Emmanuelle RIAL-SEBBAG
Droit de la santé et bioéthique sont au cœur de la trajectoire d’Emmanuelle RIAL-SEBBAG, juriste et directrice de recherche à l’Institut national de la santé et de la recherche médicale (Inserm). Elle travaille actuellement à Toulouse, au sein du Centre d’Épidémiologie et de Recherche en Santé des Populations (CERPOP) et enseigne à la Faculté de Médecine. A travers des objets de recherche comme les biobanques ou les tests génétiques, elle met un point d’honneur à concilier droit des patient.es et innovations de la recherche biomédicale. Auteure de nombreux écrits scientifiques, elle a récemment contribué à l’ouvrage Traité de bioéthique (Érès, 2018), coordonné par Emmanuel et François Hirsch. Au-delà de ses fonctions académiques, Emmanuelle Rial-Sebbag est également responsable de la plateforme « Genotoul Societal », qui encourage la mise en discussion des aspects éthiques, légaux et sociétaux associés aux biosciences.

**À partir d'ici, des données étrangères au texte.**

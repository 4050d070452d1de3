//! # REPL Host
//!
//! Main entry point for the REPL host runtime.

use anyhow::{Context, Result};
use clap::{Parser, ValueEnum};
use log::LevelFilter;
use repl_host::{ConsoleConfig, HostMode, HostRuntime, HostRuntimeConfig};
use std::fs;
use std::path::PathBuf;

#[derive(ValueEnum, Clone, Copy, Debug)]
enum ModeArg {
    /// Replay a key script
    Sim,
    /// Type each line read from standard input
    Lines,
}

impl From<ModeArg> for HostMode {
    fn from(mode: ModeArg) -> Self {
        match mode {
            ModeArg::Sim => HostMode::Sim,
            ModeArg::Lines => HostMode::Lines,
        }
    }
}

#[derive(Parser, Debug)]
#[command(name = "repl_host", version, about = "Run the handheld REPL console on the host")]
struct Cli {
    /// Input source
    #[arg(short, long, value_enum, default_value_t = ModeArg::Sim)]
    mode: ModeArg,

    /// Key script to replay (sim mode)
    #[arg(short, long, value_name = "FILE")]
    script: Option<PathBuf>,

    /// JSON console configuration
    #[arg(short, long, value_name = "FILE")]
    config: Option<PathBuf>,

    /// Maximum polls to run (0 = unlimited)
    #[arg(long, default_value_t = 0)]
    max_steps: usize,

    /// Sleep between polls like the device does
    #[arg(long)]
    realtime: bool,

    /// Log filter (error, warn, info, debug, trace)
    #[arg(short, long, default_value = "warn")]
    log_level: LevelFilter,
}

fn main() -> Result<()> {
    let cli = Cli::parse();

    // Logs go to stderr; stdout carries the rendered frames
    env_logger::Builder::new()
        .filter_level(cli.log_level)
        .target(env_logger::Target::Stderr)
        .init();

    let console = match &cli.config {
        Some(path) => ConsoleConfig::load(path)
            .with_context(|| format!("loading config {}", path.display()))?,
        None => ConsoleConfig::default(),
    };

    let script = match &cli.script {
        Some(path) => Some(
            fs::read_to_string(path)
                .with_context(|| format!("reading script {}", path.display()))?,
        ),
        None => None,
    };

    let config = HostRuntimeConfig {
        mode: cli.mode.into(),
        script,
        max_steps: cli.max_steps,
        realtime: cli.realtime,
        console,
    };

    let mut runtime = HostRuntime::new(config).context("starting host runtime")?;
    runtime.run().context("running host runtime")?;
    Ok(())
}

En 2018, enfin, c’est sans surprise qu’elle prend la responsabilité scientifique de la chaire UNESCO « Éthique, Science et Société », visant à promouvoir la recherche, la formation et l’enseignement relatifs aux questions sociétales soulevées par l’innovation technologique.
Alain KAUFMANN
Sociologue et biologiste, Alain KAUFMANN a navigué entre différentes institutions scientifiques, depuis l’Institut d’anatomie de l’Université de Lausanne au Centre de Sociologie de l’Innovation de l’École Nationale Supérieure des Mines de Paris. Tout aussi variés sont ses thèmes de recherche : citons la participation du public aux choix scientifiques et techniques, les risques technologiques ou encore les aspects sociaux et anthropologiques de la recherche biomédicale. Auteur de nombreux écrits scientifiques, il a notamment cosigné, avec Pierre-Benoit Joly, l’ouvrage Du risque à la menace. Penser la catastrophe (PUF, 2013). Également soucieux de promouvoir la médiation scientifique, Alain Kaufmann fonde, en 2002, l’Interface Sciences-Société de l’Université de Lausanne. En 2019, l’organisme fait peau neuve et devient le ColLaboratoire : une unité de recherche-action, collaborative et participative destinée à promouvoir l’innovation sociale par la recherche, ainsi que les coopérations sciences-société.